Republican Failure Is Their Ticket To Success

As the history of conservative, Republican dominated “red” states shows, Republican policy failure is their ticket to electoral success. Let’s look at some reasons for that having to do with intellectual artifacts, ideas, rhetoric. 


It seems conservatives, Republicans are taking advantage of the American electorate’s clear tendency to turn right when under stress, particularly economic stress. Republicans know the more dysfunction, poverty, sickness, ignorance, violence they create, the stronger their hold on power. American voters’ tendency to turn right likely relates to the long Cold War against authoritarian, undemocratic communism, followed by conservative rhetoric suggesting the problem with communism was not that it was authoritarian, undemocratic, but was too “big,” tried to do too much. During the 1980s right wing Reagan Revolution, this rhetoric was applied to democratic government, so the source of all our problems was meant to be big democratic government as our form of “communism,” and conservatives’ objective was to fight for small, weak, inactive democratic government.

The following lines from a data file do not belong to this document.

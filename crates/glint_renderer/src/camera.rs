//! Camera ray generation.

use glint_math::{Mat4Ext, Ray, Vec2, Vec3};
use glint_scene::Camera;

/// Generate the primary ray through normalized image coordinates `uv`.
///
/// `uv` = (0, 0) is the top-left corner of the image and (1, 1) the
/// bottom-right. The film sits `lens` behind the center of projection, so
/// rays leave through the frame's -z axis.
pub fn eval_camera(camera: &Camera, uv: Vec2) -> Ray {
    let (film_x, film_y) = camera.film_size();
    let q = Vec3::new(film_x * (0.5 - uv.x), film_y * (uv.y - 0.5), camera.lens);
    let e = Vec3::ZERO;
    let d = (e - q).normalize();

    Ray::new(
        camera.frame.transform_point3(e),
        camera.frame.transform_direction(d),
    )
}
//! Shape geometry and element evaluation.
//!
//! A shape holds exactly one kind of element: points, lines or triangles.
//! Elements are addressed by index and evaluated at local parametric
//! coordinates `uv` returned by intersection.

use glint_math::{Aabb, Vec2, Vec3};
use serde::Deserialize;
use std::f32::consts::PI;

/// The element kind stored in a shape.
#[derive(Clone, Copy, Debug, PartialEq, Eq)]
pub enum ShapeKind {
    Points,
    Lines,
    Triangles,
    Empty,
}

/// Indexed geometry with optional per-vertex attributes.
#[derive(Clone, Debug, Default, Deserialize)]
#[serde(default)]
pub struct Shape {
    /// Point elements (one vertex index each)
    pub points: Vec<u32>,
    /// Line elements (two vertex indices each)
    pub lines: Vec<[u32; 2]>,
    /// Triangle elements (three vertex indices each)
    pub triangles: Vec<[u32; 3]>,

    /// Vertex positions
    pub positions: Vec<Vec3>,
    /// Vertex normals (may be empty)
    pub normals: Vec<Vec3>,
    /// Vertex texture coordinates (may be empty)
    pub texcoords: Vec<Vec2>,
    /// Vertex radii for points and lines (may be empty)
    pub radius: Vec<f32>,
}

impl Shape {
    /// Which element array this shape uses.
    pub fn kind(&self) -> ShapeKind {
        if !self.triangles.is_empty() {
            ShapeKind::Triangles
        } else if !self.lines.is_empty() {
            ShapeKind::Lines
        } else if !self.points.is_empty() {
            ShapeKind::Points
        } else {
            ShapeKind::Empty
        }
    }

    /// Number of elements of the shape's kind.
    pub fn element_count(&self) -> usize {
        match self.kind() {
            ShapeKind::Triangles => self.triangles.len(),
            ShapeKind::Lines => self.lines.len(),
            ShapeKind::Points => self.points.len(),
            ShapeKind::Empty => 0,
        }
    }

    /// Local-space bounds of all vertices.
    pub fn bounds(&self) -> Aabb {
        Aabb::from_slice(&self.positions)
    }

    /// Largest index referenced by any element, if any.
    pub fn max_vertex_index(&self) -> Option<u32> {
        let points = self.points.iter().copied();
        let lines = self.lines.iter().flatten().copied();
        let triangles = self.triangles.iter().flatten().copied();
        points.chain(lines).chain(triangles).max()
    }

    /// Position on an element in local space.
    pub fn eval_position(&self, element: usize, uv: Vec2) -> Vec3 {
        self.interpolate(&self.positions, element, uv)
            .unwrap_or(Vec3::ZERO)
    }

    /// Shading normal on an element in local space.
    ///
    /// Falls back to the element normal when the shape has no normals.
    pub fn eval_normal(&self, element: usize, uv: Vec2) -> Vec3 {
        if self.normals.is_empty() {
            return self.eval_element_normal(element);
        }
        self.interpolate(&self.normals, element, uv)
            .map(|n| n.normalize_or_zero())
            .unwrap_or(Vec3::Z)
    }

    /// Geometric normal of an element (tangent for lines).
    pub fn eval_element_normal(&self, element: usize) -> Vec3 {
        let position = |i: u32| self.positions.get(i as usize).copied().unwrap_or(Vec3::ZERO);
        match self.kind() {
            ShapeKind::Triangles => match self.triangles.get(element) {
                Some(&[i0, i1, i2]) => {
                    let (p0, p1, p2) = (position(i0), position(i1), position(i2));
                    (p1 - p0).cross(p2 - p0).normalize_or_zero()
                }
                None => Vec3::Z,
            },
            ShapeKind::Lines => match self.lines.get(element) {
                Some(&[i0, i1]) => (position(i1) - position(i0)).normalize_or_zero(),
                None => Vec3::Z,
            },
            ShapeKind::Points | ShapeKind::Empty => Vec3::Z,
        }
    }

    /// Texture coordinates on an element; `uv` itself when the shape has none.
    pub fn eval_texcoord(&self, element: usize, uv: Vec2) -> Vec2 {
        if self.texcoords.is_empty() {
            return uv;
        }
        self.interpolate(&self.texcoords, element, uv).unwrap_or(uv)
    }

    /// Radius on a point or line element. Zero when the shape has no radii.
    pub fn eval_radius(&self, element: usize, uv: Vec2) -> f32 {
        if self.radius.is_empty() {
            return 0.0;
        }
        self.interpolate(&self.radius, element, uv).unwrap_or(0.0)
    }

    /// Interpolate a vertex attribute over an element.
    ///
    /// Triangles use `a0 * (1 - u - v) + a1 * u + a2 * v`, lines
    /// `a0 * (1 - u) + a1 * u`, and points return the vertex value.
    fn interpolate<T>(&self, values: &[T], element: usize, uv: Vec2) -> Option<T>
    where
        T: Copy + std::ops::Mul<f32, Output = T> + std::ops::Add<Output = T>,
    {
        let get = |i: u32| values.get(i as usize).copied();
        match self.kind() {
            ShapeKind::Triangles => {
                let [i0, i1, i2] = *self.triangles.get(element)?;
                let (a0, a1, a2) = (get(i0)?, get(i1)?, get(i2)?);
                Some(a0 * (1.0 - uv.x - uv.y) + a1 * uv.x + a2 * uv.y)
            }
            ShapeKind::Lines => {
                let [i0, i1] = *self.lines.get(element)?;
                let (a0, a1) = (get(i0)?, get(i1)?);
                Some(a0 * (1.0 - uv.x) + a1 * uv.x)
            }
            ShapeKind::Points => get(*self.points.get(element)?),
            ShapeKind::Empty => None,
        }
    }

    /// Tessellated sphere centered at the origin.
    ///
    /// `steps` is the number of latitude bands; longitude uses twice as many.
    /// Normals point outward and texcoords span [0,1]^2.
    pub fn uv_sphere(steps: u32, radius: f32) -> Self {
        let steps = steps.max(2);
        let (nu, nv) = (steps * 2, steps);
        let mut shape = Shape::default();

        for j in 0..=nv {
            for i in 0..=nu {
                let uv = Vec2::new(i as f32 / nu as f32, j as f32 / nv as f32);
                let (phi, theta) = (2.0 * PI * uv.x, PI * uv.y);
                // Poles are snapped so their triangles collapse exactly
                let n = match j {
                    0 => Vec3::Y,
                    j if j == nv => -Vec3::Y,
                    _ => Vec3::new(phi.cos() * theta.sin(), theta.cos(), phi.sin() * theta.sin()),
                };
                shape.positions.push(n * radius);
                shape.normals.push(n);
                shape.texcoords.push(uv);
            }
        }

        let vid = |i: u32, j: u32| j * (nu + 1) + i;
        for j in 0..nv {
            for i in 0..nu {
                let (a, b, c, d) = (vid(i, j), vid(i + 1, j), vid(i + 1, j + 1), vid(i, j + 1));
                shape.triangles.push([a, b, c]);
                shape.triangles.push([a, c, d]);
            }
        }
        shape
    }

    /// Square in the XY plane facing +z, `size` wide.
    pub fn quad(size: f32) -> Self {
        let h = size / 2.0;
        Shape {
            triangles: vec![[0, 1, 2], [0, 2, 3]],
            positions: vec![
                Vec3::new(-h, -h, 0.0),
                Vec3::new(h, -h, 0.0),
                Vec3::new(h, h, 0.0),
                Vec3::new(-h, h, 0.0),
            ],
            normals: vec![Vec3::Z; 4],
            texcoords: vec![
                Vec2::new(0.0, 0.0),
                Vec2::new(1.0, 0.0),
                Vec2::new(1.0, 1.0),
                Vec2::new(0.0, 1.0),
            ],
            ..Default::default()
        }
    }

    /// One point element per position, all with the same radius.
    pub fn point_cloud(positions: Vec<Vec3>, radius: f32) -> Self {
        let count = positions.len();
        Shape {
            points: (0..count as u32).collect(),
            positions,
            radius: vec![radius; count],
            ..Default::default()
        }
    }

    /// Connected line segments through the given positions.
    pub fn polyline(positions: Vec<Vec3>, radius: f32) -> Self {
        let count = positions.len();
        Shape {
            lines: (1..count as u32).map(|i| [i - 1, i]).collect(),
            positions,
            radius: vec![radius; count],
            ..Default::default()
        }
    }
}

#[cfg(test)]
mod tests {
    use super::*;

    fn triangle() -> Shape {
        Shape {
            triangles: vec![[0, 1, 2]],
            positions: vec![Vec3::ZERO, Vec3::X, Vec3::Y],
            ..Default::default()
        }
    }

    #[test]
    fn test_shape_kind() {
        assert_eq!(triangle().kind(), ShapeKind::Triangles);
        assert_eq!(Shape::point_cloud(vec![Vec3::ZERO], 0.1).kind(), ShapeKind::Points);
        assert_eq!(Shape::polyline(vec![Vec3::ZERO, Vec3::X], 0.1).kind(), ShapeKind::Lines);
        assert_eq!(Shape::default().kind(), ShapeKind::Empty);
    }

    #[test]
    fn test_triangle_interpolation() {
        let shape = triangle();

        assert_eq!(shape.eval_position(0, Vec2::ZERO), Vec3::ZERO);
        assert_eq!(shape.eval_position(0, Vec2::new(1.0, 0.0)), Vec3::X);
        assert_eq!(shape.eval_position(0, Vec2::new(0.0, 1.0)), Vec3::Y);
        assert_eq!(shape.eval_position(0, Vec2::new(0.5, 0.5)), Vec3::new(0.5, 0.5, 0.0));
    }

    #[test]
    fn test_fallback_attributes() {
        let shape = triangle();

        // No normals: counter-clockwise triangle in XY faces +Z
        assert_eq!(shape.eval_normal(0, Vec2::new(0.2, 0.2)), Vec3::Z);
        // No texcoords: the hit uv is returned unchanged
        assert_eq!(shape.eval_texcoord(0, Vec2::new(0.3, 0.6)), Vec2::new(0.3, 0.6));
        assert_eq!(shape.eval_radius(0, Vec2::ZERO), 0.0);
    }

    #[test]
    fn test_line_evaluation() {
        let shape = Shape::polyline(vec![Vec3::ZERO, Vec3::new(2.0, 0.0, 0.0)], 0.25);

        assert_eq!(shape.element_count(), 1);
        assert_eq!(shape.eval_position(0, Vec2::new(0.5, 0.0)), Vec3::X);
        assert_eq!(shape.eval_element_normal(0), Vec3::X);
        assert_eq!(shape.eval_radius(0, Vec2::new(0.5, 0.0)), 0.25);
    }

    #[test]
    fn test_uv_sphere() {
        let sphere = Shape::uv_sphere(8, 2.0);

        assert_eq!(sphere.triangles.len(), 8 * 16 * 2);
        assert_eq!(sphere.max_vertex_index(), Some(sphere.positions.len() as u32 - 1));
        for (p, n) in sphere.positions.iter().zip(&sphere.normals) {
            assert!((p.length() - 2.0).abs() < 1e-4);
            assert!((*p / 2.0 - *n).length() < 1e-5);
        }
    }

    #[test]
    fn test_uv_sphere_winding_faces_outward() {
        let sphere = Shape::uv_sphere(8, 1.0);

        // Skip the degenerate pole triangles
        for element in 0..sphere.triangles.len() {
            let face = sphere.eval_element_normal(element);
            if face == Vec3::ZERO {
                continue;
            }
            let center = sphere.eval_position(element, Vec2::splat(1.0 / 3.0));
            assert!(face.dot(center) > 0.0, "element {element} faces inward");
        }
    }

    #[test]
    fn test_quad() {
        let quad = Shape::quad(2.0);

        assert_eq!(quad.element_count(), 2);
        assert_eq!(quad.eval_element_normal(0), Vec3::Z);
        assert_eq!(quad.bounds().max().x, 1.0);
    }

    #[test]
    fn test_shape_deserialize() {
        let json = r#"{
            "triangles": [[0, 1, 2]],
            "positions": [[0, 0, 0], [1, 0, 0], [0, 1, 0]]
        }"#;
        let shape: Shape = serde_json::from_str(json).unwrap();
        assert_eq!(shape.kind(), ShapeKind::Triangles);
        assert!(shape.normals.is_empty());
    }
}
//! World-space primitives for ray intersection.
//!
//! Triangles use the Möller-Trumbore algorithm. Points are spheres and lines
//! are capsules with a radius interpolated along the segment.

use glint_math::{Aabb, Interval, Mat4, Ray, Vec2, Vec3};

/// Result of a successful ray intersection.
#[derive(Debug, Clone, Copy, PartialEq)]
pub struct Intersection {
    /// Index into `Scene::instances`
    pub instance: usize,
    /// Element index within the instance's shape
    pub element: usize,
    /// Local parametric coordinates on the element
    pub uv: Vec2,
    /// Ray parameter at the hit
    pub distance: f32,
}

/// Primitive geometry, already transformed to world space.
#[derive(Debug, Clone, Copy)]
pub enum Geometry {
    Point { p: Vec3, r: f32 },
    Line { p0: Vec3, p1: Vec3, r0: f32, r1: f32 },
    Triangle { p0: Vec3, p1: Vec3, p2: Vec3 },
}

/// A single element of a scene instance.
#[derive(Debug, Clone, Copy)]
pub struct Primitive {
    pub instance: usize,
    pub element: usize,
    pub geometry: Geometry,
    bbox: Aabb,
}

impl Primitive {
    pub fn new(instance: usize, element: usize, geometry: Geometry) -> Self {
        let bbox = match geometry {
            Geometry::Point { p, r } => Aabb::from_points(p, p).inflate(r),
            Geometry::Line { p0, p1, r0, r1 } => Aabb::from_points(p0, p1).inflate(r0.max(r1)),
            Geometry::Triangle { p0, p1, p2 } => Aabb::from_slice(&[p0, p1, p2]),
        };
        Self {
            instance,
            element,
            geometry,
            bbox,
        }
    }

    pub fn bounding_box(&self) -> Aabb {
        self.bbox
    }

    /// Test the ray against this primitive within `ray_t`.
    pub fn hit(&self, ray: &Ray, ray_t: Interval) -> Option<Intersection> {
        let (uv, distance) = match self.geometry {
            Geometry::Point { p, r } => intersect_point(ray, ray_t, p, r)?,
            Geometry::Line { p0, p1, r0, r1 } => intersect_line(ray, ray_t, p0, p1, r0, r1)?,
            Geometry::Triangle { p0, p1, p2 } => intersect_triangle(ray, ray_t, p0, p1, p2)?,
        };
        Some(Intersection {
            instance: self.instance,
            element: self.element,
            uv,
            distance,
        })
    }
}

/// Uniform scale factor applied by a frame, used to carry radii to world space.
pub fn frame_scale(frame: &Mat4) -> f32 {
    let lengths = [Vec3::X, Vec3::Y, Vec3::Z].map(|axis| frame.transform_vector3(axis).length());
    (lengths[0] + lengths[1] + lengths[2]) / 3.0
}

fn intersect_point(ray: &Ray, ray_t: Interval, p: Vec3, r: f32) -> Option<(Vec2, f32)> {
    let w = p - ray.origin;
    let t = w.dot(ray.direction) / ray.direction.length_squared();
    if !ray_t.contains(t) {
        return None;
    }

    let closest = ray.at(t);
    if (p - closest).length_squared() > r * r {
        return None;
    }
    Some((Vec2::ZERO, t))
}

fn intersect_line(
    ray: &Ray,
    ray_t: Interval,
    p0: Vec3,
    p1: Vec3,
    r0: f32,
    r1: f32,
) -> Option<(Vec2, f32)> {
    // Closest approach between the ray and the segment
    let u = ray.direction;
    let v = p1 - p0;
    let w = ray.origin - p0;

    let a = u.dot(u);
    let b = u.dot(v);
    let c = v.dot(v);
    let d = u.dot(w);
    let e = v.dot(w);
    let det = a * c - b * b;
    if det == 0.0 {
        return None;
    }

    let t = (b * e - c * d) / det;
    let s = (a * e - b * d) / det;
    if !ray_t.contains(t) {
        return None;
    }

    let s = s.clamp(0.0, 1.0);
    let on_ray = ray.at(t);
    let on_line = p0 + v * s;
    let dist2 = (on_ray - on_line).length_squared();
    let r = r0 * (1.0 - s) + r1 * s;
    if dist2 > r * r {
        return None;
    }
    Some((Vec2::new(s, dist2.sqrt() / r), t))
}

fn intersect_triangle(
    ray: &Ray,
    ray_t: Interval,
    p0: Vec3,
    p1: Vec3,
    p2: Vec3,
) -> Option<(Vec2, f32)> {
    let edge1 = p1 - p0;
    let edge2 = p2 - p0;

    let h = ray.direction.cross(edge2);
    let a = edge1.dot(h);

    // Ray is parallel to triangle
    if a == 0.0 {
        return None;
    }

    let f = 1.0 / a;
    let s = ray.origin - p0;
    let u = f * s.dot(h);
    if !(0.0..=1.0).contains(&u) {
        return None;
    }

    let q = s.cross(edge1);
    let v = f * ray.direction.dot(q);
    if v < 0.0 || u + v > 1.0 {
        return None;
    }

    let t = f * edge2.dot(q);
    if !ray_t.contains(t) {
        return None;
    }
    Some((Vec2::new(u, v), t))
}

This was the era in which the notion of a “welfare state,” a state that accepts as an objective the welfare or well-being of its citizens, became anathema, when the typical ethical thinking behind it became characterized as false, empty “virtue signaling,” a cover for promoting “big” government. This meshed very well with ubiquitous anti-democracy bad economics in the conservative style, which promotes market utopianism, suppresses the role of democracy in transmitting the normative views of voters, and presents democracy only as something that “interferes with” or “distorts” markets. The rhetoric is calculated to take advantage of Americans’ traditional distaste for authoritarian government, as undemocratic communism, and turn it to supporting right wing undemocratic fascism, by equating “communism” with big democratic government. It’s basically an equivocation on terms.


Although some particularly foolish sorts followed the rhetoric of a maximally minimized democratic government to its logical conclusion in bloody, lawless, utopian anarchism. Most understood we would still need laws for property, markets, contracts, thus also law enforcement, government. They took up the notion of government that could establish and enforce the necessary laws while preventing voters using democracy from ever reconsidering or changing those laws, making a government “too big” or “too active” by revising the allocation of goods, using non-market mechanisms, etc. This led them naturally to “small” fascism, the quest to find an authoritarian Leader they trusted enough to establish the right sort of state, strong enough to resist pressure from the governed, voters, democracy. Even as they may have seen the risks involved, they saw it as the only solution. Their idea of politics evolved away from reasoned discussion as understood by those who support the ethos of democracy toward politics as installing the right Leader some old way, promoting political violence not only for that but as their proposed means of later swapping out Leaders as necessary. 


That’s where we are today. Some conservatives, Republicans explicitly support “small” fascism, some equate fascism with communism and then suppose they’re fighting it in the form of overly big or active democratic government, some suppose they’re fighting for utopian anarchism, others theocratism. Conservatives, Republicans are working toward dysfunction as a necessary first step to fomenting an American fascist regime they suppose will end the ostensible sources of all our problems, democratic government, the US Constitution, US law, and usher in a conservative utopia. 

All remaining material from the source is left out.